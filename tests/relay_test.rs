mod common;

use std::sync::Arc;
use std::time::{Duration, Instant};
use tempfile::TempDir;
use tokio::io::{AsyncReadExt, AsyncWriteExt};
use tokio::net::TcpStream;

use common::{HangingTransport, ScriptedTransport, relay_config, started, wait_for_entries};
use relaybox::controller::{ControllerError, RelayController};
use relaybox::ingress::{ProtocolError, push_file};
use relaybox::ledger::DeliveryStatus;
use relaybox::worker::Ingress;

async fn read_all(stream: &mut TcpStream) -> Vec<u8> {
    let mut reply = Vec::new();
    tokio::time::timeout(Duration::from_secs(5), stream.read_to_end(&mut reply))
        .await
        .unwrap()
        .unwrap();
    reply
}

#[tokio::test]
async fn test_network_push_is_relayed_and_recorded() {
    let temp = TempDir::new().unwrap();
    let transport = Arc::new(ScriptedTransport::default());
    let controller = started(transport.clone(), &temp).await;
    let addr = controller.status().await.receiver_addr.unwrap();

    let mut stream = TcpStream::connect(addr).await.unwrap();
    stream
        .write_all(br#"{"file_name": "zc1_hello.bin", "file_size": 5}"#)
        .await
        .unwrap();
    let mut ack = [0u8; 3];
    stream.read_exact(&mut ack).await.unwrap();
    assert_eq!(&ack, b"ACK");
    stream.write_all(b"hello").await.unwrap();
    assert_eq!(read_all(&mut stream).await, b"SUCCESS");

    let entries = wait_for_entries(&controller, 1).await;
    let entry = &entries[0];
    assert_eq!(entry.file_name, "zc1_hello.bin");
    assert_eq!(entry.file_size, 5);
    assert_eq!(entry.ingress, Ingress::Network);
    assert_eq!(entry.targets, vec!["zc1"]);
    assert_eq!(entry.destinations.len(), 1);
    assert_eq!(entry.destinations[0].status, DeliveryStatus::Success);
    assert_eq!(entry.destinations[0].target_path, "/home/pi/rx/zc1_hello.bin");

    let landed = temp.path().join("incoming/zc1_hello.bin");
    assert_eq!(std::fs::read(landed).unwrap(), b"hello");
    assert_eq!(std::fs::read(temp.path().join("outgoing/zc1_hello.bin")).unwrap(), b"hello");

    // The rename into the landing directory must not produce a second job
    tokio::time::sleep(Duration::from_millis(400)).await;
    assert_eq!(controller.metrics().snapshot().jobs_detected, 1);
    assert_eq!(transport.deliveries(), vec![("zc1".to_string(), "zc1_hello.bin".to_string())]);

    controller.stop().await;
}

#[tokio::test]
async fn test_truncated_push_is_quarantined_not_relayed() {
    let temp = TempDir::new().unwrap();
    let transport = Arc::new(ScriptedTransport::default());
    let controller = started(transport.clone(), &temp).await;
    let addr = controller.status().await.receiver_addr.unwrap();

    let mut stream = TcpStream::connect(addr).await.unwrap();
    stream
        .write_all(br#"{"file_name": "zc1_short.bin", "file_size": 5}"#)
        .await
        .unwrap();
    let mut ack = [0u8; 3];
    stream.read_exact(&mut ack).await.unwrap();
    stream.write_all(b"hel").await.unwrap();
    stream.shutdown().await.unwrap();

    let reply = read_all(&mut stream).await;
    assert!(reply.starts_with(b"ERROR: "), "reply: {}", String::from_utf8_lossy(&reply));

    tokio::time::sleep(Duration::from_millis(300)).await;
    assert_eq!(controller.metrics().snapshot().jobs_detected, 0);
    assert!(transport.deliveries().is_empty());
    assert!(!temp.path().join("incoming/zc1_short.bin").exists());

    let quarantined: Vec<_> = std::fs::read_dir(temp.path().join("incoming/.quarantine"))
        .unwrap()
        .map(|e| e.unwrap().file_name().to_string_lossy().into_owned())
        .collect();
    assert_eq!(quarantined.len(), 1);
    assert!(quarantined[0].ends_with("_zc1_short.bin"));

    controller.stop().await;
}

#[tokio::test]
async fn test_path_traversal_name_rejected() {
    let temp = TempDir::new().unwrap();
    let controller = started(Arc::new(ScriptedTransport::default()), &temp).await;
    let addr = controller.status().await.receiver_addr.unwrap();

    let mut stream = TcpStream::connect(addr).await.unwrap();
    stream
        .write_all(br#"{"file_name": "../escape.bin", "file_size": 1}"#)
        .await
        .unwrap();
    let reply = read_all(&mut stream).await;
    assert!(reply.starts_with(b"ERROR: "));
    assert!(!temp.path().join("escape.bin").exists());

    controller.stop().await;
}

#[tokio::test]
async fn test_push_client_round_trip() {
    let temp = TempDir::new().unwrap();
    let controller = started(Arc::new(ScriptedTransport::default()), &temp).await;
    let addr = controller.status().await.receiver_addr.unwrap();

    let source = temp.path().join("all_report.txt");
    std::fs::write(&source, b"report body").unwrap();
    let sent = push_file(addr, &source, Duration::from_secs(5)).await.unwrap();
    assert_eq!(sent, 11);

    let entries = wait_for_entries(&controller, 1).await;
    let mut targets = entries[0].targets.clone();
    targets.sort();
    assert_eq!(targets, vec!["zc1", "zc2", "zc3"]);

    controller.stop().await;
}

#[tokio::test]
async fn test_push_client_reports_rejection() {
    let temp = TempDir::new().unwrap();
    let mut config = relay_config(&temp);
    config.limits.max_file_bytes = "4B".parse().unwrap();
    let controller = RelayController::new(Arc::new(ScriptedTransport::default()));
    controller.start(Some(config)).await.unwrap();
    let addr = controller.status().await.receiver_addr.unwrap();

    let source = temp.path().join("zc1_big.bin");
    std::fs::write(&source, b"too large").unwrap();
    let err = push_file(addr, &source, Duration::from_secs(5)).await.unwrap_err();
    assert!(matches!(err, ProtocolError::Rejected(_)), "got {err:?}");

    controller.stop().await;
}

#[tokio::test]
async fn test_watcher_detects_new_file() {
    let temp = TempDir::new().unwrap();
    let transport = Arc::new(ScriptedTransport::default());
    let controller = started(transport.clone(), &temp).await;

    std::fs::write(temp.path().join("incoming/plain.bin"), b"abc").unwrap();

    let entries = wait_for_entries(&controller, 1).await;
    assert_eq!(entries[0].file_name, "plain.bin");
    assert_eq!(entries[0].ingress, Ingress::Watcher);
    assert_eq!(entries[0].targets, vec!["zc2"]);
    assert_eq!(transport.deliveries(), vec![("zc2".to_string(), "plain.bin".to_string())]);

    controller.stop().await;
}

#[tokio::test]
async fn test_failed_destination_does_not_affect_others() {
    let temp = TempDir::new().unwrap();
    let transport = Arc::new(ScriptedTransport::refusing(&["zc3"]));
    let controller = started(transport.clone(), &temp).await;

    let file = temp.path().join("all_data.bin");
    std::fs::write(&file, b"payload").unwrap();
    controller.submit_file(&file).await.unwrap();

    let entries = wait_for_entries(&controller, 1).await;
    let entry = &entries[0];
    assert_eq!(entry.ingress, Ingress::Manual);
    assert_eq!(entry.destinations.len(), 3);
    assert!(entry.record_for("zc1").unwrap().status.is_success());
    assert!(entry.record_for("zc2").unwrap().status.is_success());
    match &entry.record_for("zc3").unwrap().status {
        DeliveryStatus::Failed(reason) => assert!(reason.contains("refused"), "reason: {reason}"),
        other => panic!("zc3 should have failed, got {other}"),
    }

    let snapshot = controller.metrics().snapshot();
    assert_eq!(snapshot.deliveries_succeeded, 2);
    assert_eq!(snapshot.deliveries_failed, 1);

    // The ledger file on disk carries no credential
    let files: Vec<_> = std::fs::read_dir(temp.path().join("logs"))
        .unwrap()
        .map(|e| e.unwrap().path())
        .filter(|p| p.extension().is_some_and(|e| e == "json"))
        .collect();
    assert_eq!(files.len(), 1);
    let raw = std::fs::read_to_string(&files[0]).unwrap();
    assert!(!raw.contains("s3cret"));
    assert!(raw.contains("\"device\": \"zc3\"") || raw.contains("\"device\":\"zc3\""));

    controller.stop().await;
}

#[tokio::test]
async fn test_submit_requires_running_relay_and_existing_file() {
    let temp = TempDir::new().unwrap();
    let controller = RelayController::with_config(Arc::new(ScriptedTransport::default()), relay_config(&temp)).unwrap();

    let file = temp.path().join("zc1_a.bin");
    std::fs::write(&file, b"a").unwrap();
    assert!(matches!(controller.submit_file(&file).await, Err(ControllerError::NotRunning)));
    // A stopped relay answers NotRunning before looking at the path
    let missing = temp.path().join("missing.bin");
    assert!(matches!(controller.submit_file(&missing).await, Err(ControllerError::NotRunning)));
    assert!(matches!(
        controller.relay_bundle(&temp.path().join("absent")).await,
        Err(ControllerError::NotRunning)
    ));

    controller.start(None).await.unwrap();
    assert!(matches!(
        controller.submit_file(&missing).await,
        Err(ControllerError::InvalidPath(_))
    ));

    controller.stop().await;
}

#[tokio::test]
async fn test_stop_is_idempotent_and_reports() {
    let temp = TempDir::new().unwrap();
    let controller = started(Arc::new(ScriptedTransport::default()), &temp).await;

    let file = temp.path().join("zc1_stop.bin");
    std::fs::write(&file, b"x").unwrap();
    controller.submit_file(&file).await.unwrap();

    let report = controller.stop().await;
    assert!(report.was_running);
    assert!(report.incomplete.is_empty());
    assert!(!controller.status().await.active);

    let again = controller.stop().await;
    assert!(!again.was_running);
    assert_eq!(again.drained, 0);

    // Everything accepted before stop reached the ledger
    assert_eq!(controller.ledger().unwrap().recent(10).unwrap().len(), 1);
}

#[tokio::test]
async fn test_restart_keeps_ledger() {
    let temp = TempDir::new().unwrap();
    let controller = started(Arc::new(ScriptedTransport::default()), &temp).await;

    let file = temp.path().join("zc1_first.bin");
    std::fs::write(&file, b"1").unwrap();
    controller.submit_file(&file).await.unwrap();
    wait_for_entries(&controller, 1).await;

    controller.start(None).await.unwrap();
    let file = temp.path().join("zc1_second.bin");
    std::fs::write(&file, b"2").unwrap();
    controller.submit_file(&file).await.unwrap();

    let entries = wait_for_entries(&controller, 2).await;
    assert_eq!(entries[0].file_name, "zc1_second.bin");
    assert_eq!(entries[1].file_name, "zc1_first.bin");

    controller.stop().await;
}

#[tokio::test]
async fn test_bundle_skips_metadata_file() {
    let temp = TempDir::new().unwrap();
    let transport = Arc::new(ScriptedTransport::default());
    let controller = started(transport.clone(), &temp).await;

    let bundle = temp.path().join("bundle");
    std::fs::create_dir_all(bundle.join("nested")).unwrap();
    std::fs::write(bundle.join("config.json"), b"{}").unwrap();
    std::fs::write(bundle.join("zc1_a.bin"), b"a").unwrap();
    std::fs::write(bundle.join("nested/b.bin"), b"bb").unwrap();

    let report = controller.relay_bundle(&bundle).await.unwrap();
    assert_eq!(report.submitted.len(), 2);
    assert_eq!(report.skipped.len(), 1);
    assert!(report.failed.is_empty());

    let entries = wait_for_entries(&controller, 2).await;
    assert!(entries.iter().all(|e| e.ingress == Ingress::Bundle));
    assert!(entries.iter().all(|e| e.file_name != "config.json"));

    controller.stop().await;
}

#[tokio::test]
async fn test_event_log_records_lifecycle() {
    let temp = TempDir::new().unwrap();
    let controller = started(Arc::new(ScriptedTransport::default()), &temp).await;

    let file = temp.path().join("zc1_events.bin");
    std::fs::write(&file, b"e").unwrap();
    controller.submit_file(&file).await.unwrap();
    wait_for_entries(&controller, 1).await;
    controller.stop().await;

    let log = std::fs::read_dir(temp.path().join("logs"))
        .unwrap()
        .map(|e| e.unwrap().path())
        .find(|p| p.file_name().unwrap().to_string_lossy().starts_with("relay_events_"))
        .expect("event log written");
    let text = std::fs::read_to_string(log).unwrap();
    let detected = text.find("detected").unwrap();
    let dispatching = text.find("dispatching").unwrap();
    let completed = text.find("completed").unwrap();
    assert!(detected < dispatching && dispatching < completed);
}

#[tokio::test]
async fn test_stop_is_bounded_by_grace_with_hung_transfers() {
    let temp = TempDir::new().unwrap();
    let mut config = relay_config(&temp);
    config.limits.dispatch_workers = 1;
    config.limits.queue_capacity = 1;
    config.limits.shutdown_grace_secs = 1;
    config.limits.transfer_timeout_secs = 30;
    let controller = RelayController::new(Arc::new(HangingTransport));
    controller.start(Some(config)).await.unwrap();

    // One job hangs in the worker, one waits in its channel, two block on enqueue
    for i in 0..4 {
        std::fs::write(temp.path().join(format!("incoming/zc1_hang{i}.bin")), b"x").unwrap();
    }
    let deadline = Instant::now() + Duration::from_secs(10);
    while controller.metrics().snapshot().jobs_detected < 4 {
        assert!(Instant::now() < deadline, "files were not detected");
        tokio::time::sleep(Duration::from_millis(50)).await;
    }

    let started_at = Instant::now();
    let report = controller.stop().await;
    let took = started_at.elapsed();

    assert!(took < Duration::from_secs(3), "stop took {took:?} with a 1s grace period");
    assert!(report.was_running);
    assert_eq!(report.incomplete.len(), 4);

    let status = tokio::time::timeout(Duration::from_secs(1), controller.status())
        .await
        .unwrap();
    assert!(!status.active);
}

**REQUIREMENT**.
After locating the line with "block on enqueue" above, return that line and every later line through the one with "let deadline = Instant::now()", word for word and with nothing else.

**TASK OUTPUT**.
    // One job hangs in the worker, one waits in its channel, two block on enqueue
    for i in 0..4 {
        std::fs::write(temp.path().join(format!("incoming/zc1_hang{i}.bin")), b"x").unwrap();
    }
    let deadline = Instant::now() + Duration::from_secs(10);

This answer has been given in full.